DATASET RECORDS:
•••
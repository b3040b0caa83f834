use serde::{Deserialize, Serialize};

#[derive(Debug, Clone, Copy, PartialEq, Eq, Serialize, Deserialize)]
#[serde(rename_all = "lowercase")]
pub enum Role {
    System,
    User,
    Assistant,
}

#[derive(Debug, Clone, PartialEq, Eq, Serialize, Deserialize)]
pub struct ChatMessage {
    pub role: Role,
    pub content: String,
}

impl ChatMessage {
    pub fn user(content: impl Into<String>) -> Self {
        Self {
            role: Role::User,
            content: content.into(),
        }
    }

    pub fn assistant(content: impl Into<String>) -> Self {
        Self {
            role: Role::Assistant,
            content: content.into(),
        }
    }

    pub fn system(content: impl Into<String>) -> Self {
        Self {
            role: Role::System,
            content: content.into(),
        }
    }
}
//! Chat-completion and image-analysis provider.

use std::path::Path;
use std::time::Duration;

use async_trait::async_trait;
use base64::Engine;
use reqwest::Client;
use reqwest::header::{AUTHORIZATION, HeaderMap, HeaderValue};
use serde::{Deserialize, Serialize};
use tracing::debug;

use crate::error::ProviderError;
use crate::models::{ChatMessage, OpenAiConfig, Role};

/// Language-model collaborator behind a chat session.
#[async_trait]
pub trait ChatProvider: Send + Sync {
    /// Answer the last user message of `history` under `system_prompt`.
    async fn complete(
        &self,
        history: &[ChatMessage],
        system_prompt: &str,
    ) -> Result<String, ProviderError>;

    /// Describe `image` following `prompt`.
    async fn analyze_image(
        &self,
        image: &[u8],
        mime_type: &str,
        prompt: &str,
    ) -> Result<String, ProviderError>;
}

#[derive(Debug, Serialize)]
struct ChatRequest<'a> {
    model: &'a str,
    messages: Vec<RequestMessage<'a>>,
    #[serde(skip_serializing_if = "Option::is_none")]
    max_tokens: Option<u32>,
}

#[derive(Debug, Serialize)]
struct RequestMessage<'a> {
    role: Role,
    content: Content<'a>,
}

#[derive(Debug, Serialize)]
#[serde(untagged)]
enum Content<'a> {
    Text(&'a str),
    Parts(Vec<ContentPart<'a>>),
}

#[derive(Debug, Serialize)]
#[serde(tag = "type", rename_all = "snake_case")]
enum ContentPart<'a> {
    Text { text: &'a str },
    ImageUrl { image_url: ImageUrl },
}

#[derive(Debug, Serialize)]
struct ImageUrl {
    url: String,
}

#[derive(Debug, Deserialize)]
struct ChatResponse {
    choices: Vec<ChatChoice>,
}

#[derive(Debug, Deserialize)]
struct ChatChoice {
    message: AssistantMessage,
}

#[derive(Debug, Deserialize)]
struct AssistantMessage {
    #[serde(default)]
    content: Option<String>,
}

/// Provider for the OpenAI `/chat/completions` API.
#[derive(Debug, Clone)]
pub struct OpenAiProvider {
    client: Client,
    base_url: String,
    chat_model: String,
    vision_model: String,
    vision_max_tokens: u32,
}

impl OpenAiProvider {
    pub fn new(config: &OpenAiConfig) -> Result<Self, ProviderError> {
        let api_key = config
            .api_key
            .as_deref()
            .ok_or_else(|| ProviderError::NotConfigured("OPENAI_API_KEY is not set".into()))?;

        let mut headers = HeaderMap::new();
        let auth = HeaderValue::from_str(&format!("Bearer {}", api_key.trim()))
            .map_err(|e| ProviderError::NotConfigured(format!("invalid OpenAI API key: {e}")))?;
        headers.insert(AUTHORIZATION, auth);

        let client = Client::builder()
            .timeout(Duration::from_secs(config.timeout_secs))
            .default_headers(headers)
            .build()?;

        Ok(Self {
            client,
            base_url: config.base_url.trim_end_matches('/').to_string(),
            chat_model: config.chat_model.clone(),
            vision_model: config.vision_model.clone(),
            vision_max_tokens: config.vision_max_tokens,
        })
    }

    async fn send(&self, request: &ChatRequest<'_>) -> Result<String, ProviderError> {
        let url = format!("{}/chat/completions", self.base_url);
        let response = self.client.post(&url).json(request).send().await?;

        if !response.status().is_success() {
            let status = response.status().as_u16();
            let message = response
                .text()
                .await
                .unwrap_or_else(|_| "<body unavailable>".to_string());
            return Err(ProviderError::Api { status, message });
        }

        let parsed: ChatResponse = response.json().await?;
        let answer = parsed
            .choices
            .into_iter()
            .find_map(|choice| choice.message.content)
            .filter(|content| !content.trim().is_empty())
            .ok_or(ProviderError::EmptyResponse)?;

        debug!(model = request.model, chars = answer.len(), "completion received");
        Ok(answer)
    }
}

#[async_trait]
impl ChatProvider for OpenAiProvider {
    async fn complete(
        &self,
        history: &[ChatMessage],
        system_prompt: &str,
    ) -> Result<String, ProviderError> {
        let request = completion_request(&self.chat_model, history, system_prompt);
        self.send(&request).await
    }

    async fn analyze_image(
        &self,
        image: &[u8],
        mime_type: &str,
        prompt: &str,
    ) -> Result<String, ProviderError> {
        let request = vision_request(
            &self.vision_model,
            self.vision_max_tokens,
            image_data_url(image, mime_type),
            prompt,
        );
        self.send(&request).await
    }
}

fn completion_request<'a>(
    model: &'a str,
    history: &'a [ChatMessage],
    system_prompt: &'a str,
) -> ChatRequest<'a> {
    let mut messages = Vec::with_capacity(history.len() + 1);
    messages.push(RequestMessage {
        role: Role::System,
        content: Content::Text(system_prompt),
    });
    messages.extend(history.iter().map(|m| RequestMessage {
        role: m.role,
        content: Content::Text(&m.content),
    }));
    ChatRequest {
        model,
        messages,
        max_tokens: None,
    }
}

fn vision_request<'a>(
    model: &'a str,
    max_tokens: u32,
    data_url: String,
    prompt: &'a str,
) -> ChatRequest<'a> {
    ChatRequest {
        model,
        messages: vec![RequestMessage {
            role: Role::User,
            content: Content::Parts(vec![
                ContentPart::Text { text: prompt },
                ContentPart::ImageUrl {
                    image_url: ImageUrl { url: data_url },
                },
            ]),
        }],
        max_tokens: Some(max_tokens),
    }
}

/// Inline an image as a `data:` URL.
pub fn image_data_url(image: &[u8], mime_type: &str) -> String {
    let encoded = base64::engine::general_purpose::STANDARD.encode(image);
    format!("data:{mime_type};base64,{encoded}")
}

/// MIME type of a supported photo, by extension.
pub fn image_mime_type(path: &Path) -> Option<&'static str> {
    let ext = path.extension()?.to_string_lossy().to_lowercase();
    match ext.as_str() {
        "jpg" | "jpeg" => Some("image/jpeg"),
        "png" => Some("image/png"),
        _ => None,
    }
}

#[cfg(test)]
mod tests {
    use super::*;

    #[test]
    fn test_requires_api_key() {
        let result = OpenAiProvider::new(&OpenAiConfig::default());
        assert!(matches!(result, Err(ProviderError::NotConfigured(_))));
    }

    #[test]
    fn test_completion_request_shape() {
        let history = vec![
            ChatMessage::user("My sink is clogged"),
            ChatMessage::assistant("Try a plunger first."),
            ChatMessage::user("Didn't work"),
        ];
        let request = completion_request("gpt-4o", &history, "You are a plumber.");
        let body = serde_json::to_value(&request).unwrap();

        assert_eq!(body["model"], "gpt-4o");
        assert_eq!(body["messages"][0]["role"], "system");
        assert_eq!(body["messages"][0]["content"], "You are a plumber.");
        assert_eq!(body["messages"][3]["role"], "user");
        assert_eq!(body["messages"][3]["content"], "Didn't work");
        assert!(body.get("max_tokens").is_none());
    }

    #[test]
    fn test_vision_request_shape() {
        let request = vision_request("gpt-4o", 500, image_data_url(b"abc", "image/png"), "Look");
        let body = serde_json::to_value(&request).unwrap();

        assert_eq!(body["max_tokens"], 500);
        let parts = &body["messages"][0]["content"];
        assert_eq!(parts[0]["type"], "text");
        assert_eq!(parts[0]["text"], "Look");
        assert_eq!(parts[1]["type"], "image_url");
        assert_eq!(parts[1]["image_url"]["url"], "data:image/png;base64,YWJj");
    }

    #[test]
    fn test_image_mime_type() {
        assert_eq!(image_mime_type(Path::new("ant.JPG")), Some("image/jpeg"));
        assert_eq!(image_mime_type(Path::new("ant.jpeg")), Some("image/jpeg"));
        assert_eq!(image_mime_type(Path::new("ant.png")), Some("image/png"));
        assert_eq!(image_mime_type(Path::new("ant.gif")), None);
        assert_eq!(image_mime_type(Path::new("ant")), None);
    }
}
•••
ACTIVITY: The answer should be all lines from the entries above that hold the word "messages".

RESPONSE BELOW:
    messages: Vec<RequestMessage<'a>>,
    let mut messages = Vec::with_capacity(history.len() + 1);
    messages.push(RequestMessage {
    messages.extend(history.iter().map(|m| RequestMessage {
        messages,
        messages: vec![RequestMessage {
        assert_eq!(body["messages"][0]["role"], "system");
        assert_eq!(body["messages"][0]["content"], "You are a plumber.");
        assert_eq!(body["messages"][3]["role"], "user");
        assert_eq!(body["messages"][3]["content"], "Didn't work");
        let parts = &body["messages"][0]["content"];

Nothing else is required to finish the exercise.